In some sense, this is a continuation of the earlier thread at
http://www.openwall.com/lists/musl/2014/09/25/1 . That thread is the
only concrete discussion I can find describing the intended behavior
of faccessat and AT_SYMLINK_NOFOLLOW

I'm working on a modification to Android's libc for faccessat.
Currently, in Android's libc, faccessat() completely ignores any flags
argument, and just passes through the call to the kernel (dropping the
flags field).

I've proposed a modification to Android's libc to implement
AT_SYMLINK_NOFOLLOW (https://android-review.googlesource.com/128582).
By calling access() on /proc/self/fd/FDNUM, where FDNUM was created
using open(O_PATH | O_NOFOLLOW), we can ask the kernel to make an
access control decision on the symlink itself. The model was suggested
by Rich in https://sourceware.org/bugzilla/show_bug.cgi?id=14578
(although that was for a different bug).

However, as I've digged into this more, I'm more and more confused
about what the correct behavior should be for
faccessat(AT_SYMLINK_NOFOLLOW).

Imagine the following code:

  symlink("foo.is.dangling", "foo");
  if (faccessat(AT_FDCWD, "foo", R_OK, AT_SYMLINK_NOFOLLOW) == 0) {
    int fd = openat(AT_FDCWD, "foo", O_RDONLY | O_NOFOLLOW);
  }

For glibc, faccessat(AT_NOFOLLOW) will return true, since the symlink
exists and the permissions on the symlink allow access. (Symlinks on
Linux are always 777, so glibc considers any symlink to be globally
accessible)

However, the openat() call will fail, since the target is a symlink.

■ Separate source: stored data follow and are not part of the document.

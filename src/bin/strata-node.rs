//! Strata node.
//!
//! Hosts a tenant registry and the configuration follower endpoints over an
//! in-memory versioned store, and follows its own endpoints with a consumer
//! feeding a tenant cache and a knob cache. Intended for local smoke runs.
//!
//! # Usage
//!
//! ```bash
//! strata-node --config strata.toml --tenant alpha --tenant beta:group-a
//! ```

use std::path::PathBuf;
use std::sync::Arc;

use anyhow::Context;
use anyhow::Result;
use clap::Parser;
use strata::StrataConfig;
use strata::follower::ConfigConsumer;
use strata::follower::ConfigFollowerInterface;
use strata::follower::ConfigFollowerService;
use strata::follower::KnobCache;
use strata::follower::KnobKey;
use strata::follower::KnobValue;
use strata::follower::LocalTransport;
use strata::follower::knobs::set_knob;
use strata::kv::MemoryVersionedStore;
use strata::kv::Transaction;
use strata::tenant::TenantCache;
use strata::tenant::TenantManager;
use strata::tenant::name::printable;
use tokio_util::sync::CancellationToken;
use tracing::info;
use tracing::warn;
use tracing_subscriber::EnvFilter;

#[derive(Parser, Debug)]
#[command(name = "strata-node")]
struct Args {
    /// Path to TOML configuration file.
    #[arg(long)]
    config: Option<PathBuf>,

    /// Override the address the follower endpoints are served at.
    #[arg(long)]
    listen_addr: Option<String>,

    /// Register a tenant at startup, as `name` or `name:group`. Repeatable.
    #[arg(long = "tenant")]
    tenants: Vec<String>,

    /// Set a knob at startup, as `[class/]name=value`. Repeatable.
    #[arg(long = "knob")]
    knobs: Vec<String>,
}

fn init_tracing() {
    let filter = EnvFilter::try_from_default_env().unwrap_or_else(|_| EnvFilter::new("info"));
    tracing_subscriber::fmt().with_env_filter(filter).with_target(false).compact().init();
}

/// Parse `[class/]name=value`. Integers and booleans are typed, anything else
/// is a string.
fn parse_knob(spec: &str) -> Result<(KnobKey, KnobValue)> {
    let (path, raw) = spec.split_once('=').context("knob must be [class/]name=value")?;
    let key = match path.split_once('/') {
        Some((class, name)) => KnobKey::scoped(class, name),
        None => KnobKey::global(path),
    };
    let value = if let Ok(i) = raw.parse::<i64>() {
        KnobValue::Int(i)
    } else if let Ok(b) = raw.parse::<bool>() {
        KnobValue::Bool(b)
    } else {
        KnobValue::String(raw.to_string())
    };
    Ok((key, value))
}

#[tokio::main]
async fn main() -> Result<()> {
    init_tracing();
    let args = Args::parse();

    let mut config = StrataConfig::load(args.config.as_deref()).context("failed to load configuration")?;
    if let Some(listen_addr) = args.listen_addr {
        config.node.listen_addr = listen_addr;
    }
    config.validate()?;

    let store = MemoryVersionedStore::new();
    let layout = config.registry_layout()?;
    let tenant_subspace = config.tenant_subspace()?;

    let transport = LocalTransport::new(config.node.listen_addr.clone());
    let service = Arc::new(ConfigFollowerService::new(store.clone(), config.service_config()));
    let mut served = ConfigFollowerInterface::new();
    served.setup_well_known_endpoints();
    served.register(&*transport, service).await?;
    info!(listen_addr = %config.node.listen_addr, interface = %served.id(), "follower endpoints registered");

    let manager = TenantManager::with_tenant_subspace(store.clone(), layout.clone(), tenant_subspace.clone());
    for spec in &args.tenants {
        let (name, group) = match spec.split_once(':') {
            Some((name, group)) => (name, Some(group.as_bytes())),
            None => (spec.as_str(), None),
        };
        let entry = manager.create_tenant(name.as_bytes(), group).await?;
        manager.mark_ready(name.as_bytes()).await?;
        info!(tenant = %name, id = %entry.id, "tenant ready");
    }

    if !args.knobs.is_empty() {
        let mut tx = Transaction::begin(&*store).await?;
        for spec in &args.knobs {
            let (key, value) = parse_knob(spec)?;
            set_knob(&mut tx, &key, &value)?;
        }
        let version = tx.commit().await?;
        info!(knobs = args.knobs.len(), version, "knobs written");
    }

    let tenant_cache = Arc::new(TenantCache::new(layout, tenant_subspace));
    let knob_cache = Arc::new(KnobCache::new());
    let followed = ConfigFollowerInterface::with_remote(config.node.listen_addr.clone());
    let mut consumer = ConfigConsumer::new(followed, transport, config.consumer_config());
    consumer.add_sink(tenant_cache.clone());
    consumer.add_sink(knob_cache.clone());

    let shutdown = CancellationToken::new();
    let consumer_task = tokio::spawn({
        let shutdown = shutdown.clone();
        async move { consumer.run(shutdown).await }
    });

    tokio::signal::ctrl_c().await.context("failed to listen for shutdown signal")?;
    info!("shutdown requested");
    shutdown.cancel();
    if let Err(e) = consumer_task.await {
        warn!(error = %e, "consumer task failed");
    }

    let version = tenant_cache.latest_version().await;
    for (name, entry) in tenant_cache.tenants_at(version).await? {
        info!(tenant = %printable(&name), id = %entry.id, state = %entry.tenant_state, version, "cached tenant");
    }
    for (key, value) in knob_cache.all().await {
        info!(knob = %key.name, class = ?key.config_class.as_deref().map(printable), ?value, "cached knob");
    }
    Ok(())
}

#[cfg(test)]
mod tests {
    use super::*;

    #[test]
    fn test_parse_knob() {
        let (key, value) = parse_knob("storage/cache_mb=64").unwrap();
        assert_eq!(key, KnobKey::scoped("storage", "cache_mb"));
        assert_eq!(value, KnobValue::Int(64));

        let (key, value) = parse_knob("verbose=true").unwrap();
        assert_eq!(key, KnobKey::global("verbose"));
        assert_eq!(value, KnobValue::Bool(true));

        assert!(parse_knob("no-equals").is_err());
    }
}
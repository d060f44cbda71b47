//! Configuration class filter.

use std::collections::BTreeSet;

use serde::Deserialize;
use serde::Serialize;
use strata_constants::follower::MAX_CONFIG_CLASSES;

/// A set of configuration class names.
///
/// Requests carry one to restrict which class-scoped knobs the responder
/// returns. Membership is exact byte equality.
#[derive(Debug, Clone, Default, PartialEq, Eq, Hash, Serialize, Deserialize)]
pub struct ConfigClassSet {
    classes: BTreeSet<Vec<u8>>,
}

impl ConfigClassSet {
    pub fn new() -> Self {
        Self::default()
    }

    /// Add a class. Returns false if it was already present or the set is
    /// full.
    pub fn insert(&mut self, class: impl Into<Vec<u8>>) -> bool {
        if self.classes.len() >= MAX_CONFIG_CLASSES as usize {
            return false;
        }
        self.classes.insert(class.into())
    }

    /// Pure membership test.
    pub fn contains(&self, class: &[u8]) -> bool {
        self.classes.contains(class)
    }

    pub fn len(&self) -> usize {
        self.classes.len()
    }

    pub fn is_empty(&self) -> bool {
        self.classes.is_empty()
    }

    pub fn iter(&self) -> impl Iterator<Item = &[u8]> {
        self.classes.iter().map(Vec::as_slice)
    }
}

impl<C: Into<Vec<u8>>> FromIterator<C> for ConfigClassSet {
    fn from_iter<I: IntoIterator<Item = C>>(iter: I) -> Self {
        let mut set = Self::new();
        for class in iter {
            set.insert(class);
        }
        set
    }
}
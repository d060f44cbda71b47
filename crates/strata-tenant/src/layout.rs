//! Keyspace layout of the tenant registry.
//!
//! Under a root subspace (default `\xff/`):
//!
//! | Container | Key | Value |
//! |-----------|-----|-------|
//! | `tenant_map` | `tenantMap/` ++ name | encoded [`TenantMapEntry`] |
//! | `last_tenant_id` | `tenantLastId` | 8-byte big-endian id |
//! | `tenant_group_tenant_index` | `tenant/tenantGroup/tenantIndex/` ++ tuple(group, name) | empty |
//! | `tenant_tombstones` | `/tenant/tombstones/` ++ tuple(id) | empty |
//!
//! The four containers are only ever written together, inside one transaction.

use strata_constants::tenant::DEFAULT_REGISTRY_ROOT;
use strata_constants::tenant::TENANT_GROUP_INDEX_SUFFIX;
use strata_constants::tenant::TENANT_LAST_ID_SUFFIX;
use strata_constants::tenant::TENANT_MAP_SUFFIX;
use strata_constants::tenant::TENANT_TOMBSTONES_SUFFIX;
use strata_kv::KeyRange;
use strata_layer::Subspace;
use strata_layer::Tuple;

use crate::codec::TenantIdCodec;
use crate::entry::TenantMapEntry;
use crate::error::TenantError;
use crate::key_backed::Int64Codec;
use crate::key_backed::KeyBackedObjectMap;
use crate::key_backed::KeyBackedProperty;
use crate::key_backed::KeyBackedSet;
use crate::key_backed::NullCodec;
use crate::key_backed::TenantEntryCodec;
use crate::key_backed::TupleCodec;
use crate::name::TenantGroupName;
use crate::name::TenantName;

/// Name to entry map.
pub type TenantMapContainer = KeyBackedObjectMap<NullCodec, TenantEntryCodec>;

/// The four registry containers bound to one root subspace.
#[derive(Debug, Clone)]
pub struct TenantMetadataSpecification {
    root: Subspace,
    pub tenant_map: TenantMapContainer,
    pub last_tenant_id: KeyBackedProperty<TenantIdCodec>,
    pub tenant_group_tenant_index: KeyBackedSet<TupleCodec>,
    pub tenant_tombstones: KeyBackedSet<Int64Codec>,
}

impl Default for TenantMetadataSpecification {
    fn default() -> Self {
        Self::new(Subspace::from_bytes(DEFAULT_REGISTRY_ROOT))
    }
}

impl TenantMetadataSpecification {
    /// Bind the registry under `root`.
    pub fn new(root: Subspace) -> Self {
        Self {
            tenant_map: KeyBackedObjectMap::new(root.with_suffix(TENANT_MAP_SUFFIX)),
            last_tenant_id: KeyBackedProperty::new(root.key(TENANT_LAST_ID_SUFFIX)),
            tenant_group_tenant_index: KeyBackedSet::new(root.with_suffix(TENANT_GROUP_INDEX_SUFFIX)),
            tenant_tombstones: KeyBackedSet::new(root.with_suffix(TENANT_TOMBSTONES_SUFFIX)),
            root,
        }
    }

    pub fn root(&self) -> &Subspace {
        &self.root
    }

    /// Index member for `(group, name)`.
    pub fn group_index_member(group: &TenantGroupName, name: &TenantName) -> Tuple {
        Tuple::new().push(group.clone()).push(name.clone())
    }

    /// Key range holding the index members of `group`.
    pub fn group_index_range(&self, group: &TenantGroupName) -> KeyRange {
        let group_space = self.tenant_group_tenant_index.subspace().subspace(&Tuple::new().push(group.clone()));
        let (begin, end) = group_space.range();
        KeyRange { begin, end }
    }

    /// Split an index member back into `(group, name)`.
    pub fn parse_group_index_member(member: &Tuple) -> Result<(TenantGroupName, TenantName), TenantError> {
        match (member.len(), member.get(0).and_then(|e| e.as_bytes()), member.get(1).and_then(|e| e.as_bytes())) {
            (2, Some(group), Some(name)) => Ok((group.to_vec(), name.to_vec())),
            _ => Err(TenantError::CorruptKey {
                reason: "group index member is not a (group, name) pair".to_string(),
            }),
        }
    }

    /// Whether `key` is a tenant map key.
    pub fn is_tenant_map_key(&self, key: &[u8]) -> bool {
        self.tenant_map.subspace().contains(key)
    }

    /// Whether `key` is a tombstone key.
    pub fn is_tombstone_key(&self, key: &[u8]) -> bool {
        self.tenant_tombstones.subspace().contains(key)
    }

    /// Decode a tenant map key-value pair.
    pub fn decode_tenant_map_kv(&self, key: &[u8], value: &[u8]) -> Result<(TenantName, TenantMapEntry), TenantError> {
        self.tenant_map.decode(key, value)
    }
}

It seems to me that, if faccessat(R_OK, AT_SYMLINK_NOFOLLOW) returns
true, than the openat() should succeed (absent race conditions).
Similarly, if faccessat() returns false, then the openat() should
fail. To do so otherwise seems counter-intuitive to me.

I'm curious what others think the appropriate behavior of
faccessat(AT_SYMLINK_NOFOLLOW) should be. Clearly the glibc behavior
here is wrong, but I'm not sure what the right behavior should be...

-- 
Nick Kralevich | Android Security | nnk@google.com | 650.214.4037


^ permalink raw reply	[flat|nested] 2+ messages in thread

* Re: faccessat and AT_SYMLINK_NOFOLLOW
  2015-02-04 19:25 faccessat and AT_SYMLINK_NOFOLLOW Nick Kralevich
@ 2015-02-05 20:37 ` Rich Felker
  0 siblings, 0 replies; 2+ messages in thread
From: Rich Felker @ 2015-02-05 20:37 UTC (permalink / raw)
  To: musl

On Wed, Feb 04, 2015 at 11:25:49AM -0800, Nick Kralevich wrote:
> In some sense, this is a continuation of the earlier thread at
> http://www.openwall.com/lists/musl/2014/09/25/1 . That thread is the
> only concrete discussion I can find describing the intended behavior
> of faccessat and AT_SYMLINK_NOFOLLOW
> 
> I'm working on a modification to Android's libc for faccessat.
> Currently, in Android's libc, faccessat() completely ignores any flags
> argument, and just passes through the call to the kernel (dropping the
> flags field).
> 
> I've proposed a modification to Android's libc to implement
> AT_SYMLINK_NOFOLLOW (https://android-review.googlesource.com/128582).
> By calling access() on /proc/self/fd/FDNUM, where FDNUM was created
> using open(O_PATH | O_NOFOLLOW), we can ask the kernel to make an
> access control decision on the symlink itself. The model was suggested
> by Rich in https://sourceware.org/bugzilla/show_bug.cgi?id=14578
> (although that was for a different bug).
> 
> However, as I've digged into this more, I'm more and more confused
> about what the correct behavior should be for
> faccessat(AT_SYMLINK_NOFOLLOW).
> 
> Imagine the following code:
> 
>   symlink("foo.is.dangling", "foo");
>   if (faccessat(AT_FDCWD, "foo", R_OK, AT_SYMLINK_NOFOLLOW) == 0) {
>     int fd = openat(AT_FDCWD, "foo", O_RDONLY | O_NOFOLLOW);
>   }
> 
> For glibc, faccessat(AT_NOFOLLOW) will return true, since the symlink
> exists and the permissions on the symlink allow access. (Symlinks on
> Linux are always 777, so glibc considers any symlink to be globally
> accessible)
> 
> However, the openat() call will fail, since the target is a symlink.
> 
> It seems to me that, if faccessat(R_OK, AT_SYMLINK_NOFOLLOW) returns
> true, than the openat() should succeed (absent race conditions).
> Similarly, if faccessat() returns false, then the openat() should
> fail. To do so otherwise seems counter-intuitive to me.
> 
> I'm curious what others think the appropriate behavior of
> faccessat(AT_SYMLINK_NOFOLLOW) should be. Clearly the glibc behavior
> here is wrong, but I'm not sure what the right behavior should be...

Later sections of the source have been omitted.